Little Fish is the portrait of Tracy (the exquisite Cate Blanchett), a former junkie struggling to keep ahead of her past. Tracy, a video-store clerk, seeks to buy into a partnership with her boss. All she needs is a loan from the bank for capital.

However, Tracy’s turbulent heroin-fused past hinders her prospects, as a credit check threatens to uncover her brushes with the law. She’s not entirely free of old influences, either, tending to her slowly decaying estranged stepfather, Lionel (Hugo Weaving-Agent Smith of The Matrix Trilogy), who’s still struggling to kick the habit, while her crippled brother Ray (Martin Henderson) insists on making her an accessory to his narcotic schemes.

Tracy is only grounded by her mother Janelle (Noni Hazlehurst)’s affection. That is, until Jonny, Tracy’s ex-boyfriend (Dustin Nguyen), returns to Sydney from Vancouver and threatens to unspool the remaining threads of her stability. All this plays out beneath the looming presence of the Sydney underworld, which both Ray and Jonny insist on benefiting from.

Woods’ film, which is primarily effective when portraying how a broken family manages to pick up the pieces and move forward despite their past, suffers when it enters intricate crime-world shenanigans. Intimate moments of isolation and reconciliation between mother, daughter, and outcast friends are undermined by the film’s forays into drug-cartel conspiracies.

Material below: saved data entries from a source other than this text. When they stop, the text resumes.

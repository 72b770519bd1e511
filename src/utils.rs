//! Common small functions used throughout the crate
//!
//! These are left public for the convenience of the user. For example using
//! the FORTRAN-style formatting for scientific numbers that DIF3D expects.

use std::fmt::LowerExp;

// Alias for the format! macro out of laziness
pub use std::format as f;

/// Extends primitives with more specific formatting options
pub trait NumberFmt {
    /// Better scientific number formatting
    ///
    /// The default is not very consistent for scientific in particular, so this
    /// allows easy definition.
    ///
    /// Works for anything that can be represented as scientific using the
    /// LowerExp trait.
    ///
    /// ```rust
    /// # use dif3d::utils::NumberFmt;
    /// let number = -1.0;
    /// assert_eq!(number.sci(5, 2), "-1.00000e+00".to_string());
    /// assert_eq!((1.0).sci(5, 2), "1.00000e+00".to_string());
    /// ```
    fn sci(&self, precision: usize, exp_pad: usize) -> String;

    /// FORTRAN `E` edit descriptor style, as written to and read from DIF3D
    ///
    /// Exponents always carry a sign and at least two digits, so three digit
    /// exponents are left as they are.
    ///
    /// ```rust
    /// # use dif3d::utils::NumberFmt;
    /// assert_eq!(1242.0.fortran(5), "1.24200E+03".to_string());
    /// assert_eq!(2.5e-120.fortran(3), "2.500E-120".to_string());
    /// assert_eq!(0.0.fortran(5), "0.00000E+00".to_string());
    /// ```
    fn fortran(&self, precision: usize) -> String {
        self.sci(precision, 2).replace('e', "E")
    }
}

impl<T: LowerExp> NumberFmt for T {
    fn sci(&self, precision: usize, exp_pad: usize) -> String {
        let mut num = f!("{:.precision$e}", &self, precision = precision);
        // Safe to `unwrap` as `num` is guaranteed to contain `'e'`
        let exp = num.split_off(num.find('e').unwrap());
        // Make sure the exponent is signed
        let (sign, exp) = match exp.strip_prefix("e-") {
            Some(exp) => ('-', exp),
            None => ('+', &exp[1..]),
        };
        // Pad the exponent with zeros if needed and put it back on the number
        num.push_str(&f!("e{}{:0>pad$}", sign, exp, pad = exp_pad));
        num
    }
}

/// Find the maximum value of a slice of `f64`
///
/// Rust only havs a built-in max method for types that implement Ord. However,
/// floating-point types do not implement Ord because of NaN, so this is the
/// workaround. Empty slices have no maximum.
///
/// ```rust
/// # use dif3d::utils::f64_max;
/// let vector = vec![1.0, 3.0, 2.0];
/// assert_eq!(f64_max(&vector), Some(3.0));
/// assert_eq!(f64_max(&[]), None);
/// ```
pub fn f64_max(values: &[f64]) -> Option<f64> {
    values.iter().copied().max_by(|a, b| a.total_cmp(b))
}

/// Relative difference used for the various floating point sanity checks
///
/// ```rust
/// # use dif3d::utils::relative_difference;
/// assert_eq!(relative_difference(1.0, 1.0), 0.0);
/// assert!((relative_difference(1.01, 1.0) - 0.01).abs() < 1e-12);
/// ```
pub fn relative_difference(value: f64, reference: f64) -> f64 {
    if reference == 0.0 {
        value.abs()
    } else {
        ((value - reference) / reference).abs()
    }
}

However, these flaws are held at bay by the searing performances from the radiant Australian cast. Weaving delivers a devastating performance as an ex-football player ruined by heroin. He brilliantly captures Lionel’s pathetic desperation, as the character clings to the highs of a former life void of concerns.

Weaving has a fine foil in Blanchett, who follows up her Oscar-winning turn in The Aviator with a performance that defies expectations. Blanchett embodies Tracy’s stark existence, tenderly portraying the character’s frail attempts at salvaging the remnants of joy in relationships otherwise soured by tragedy.

Also notable is the warm performance by Hazlehurst as her mother, and a surprising turn from Sam Neill (yes, the dude from Jurassic Park) as a brooding drug lord (and occasional boyfriend of Lionel).

Only Dustin Nguyen’s slithering depiction of Jonny sticks out like a sore thumb, but that may not entirely be the actor’s fault. The menacing character who lures Tracy back to her old ways-while lacking any semblance of charisma-is underwritten and unconvincing, as there seems to be no foundation for her attraction to him.

Aside from Jonny and the scattershot narrative, Little Fish keeps from floundering thanks to the merits of a cast on top of its game. The endless road that opens the film does eventually reach a satisfactory destination-but one wishes it didn’t take so much effort to get there.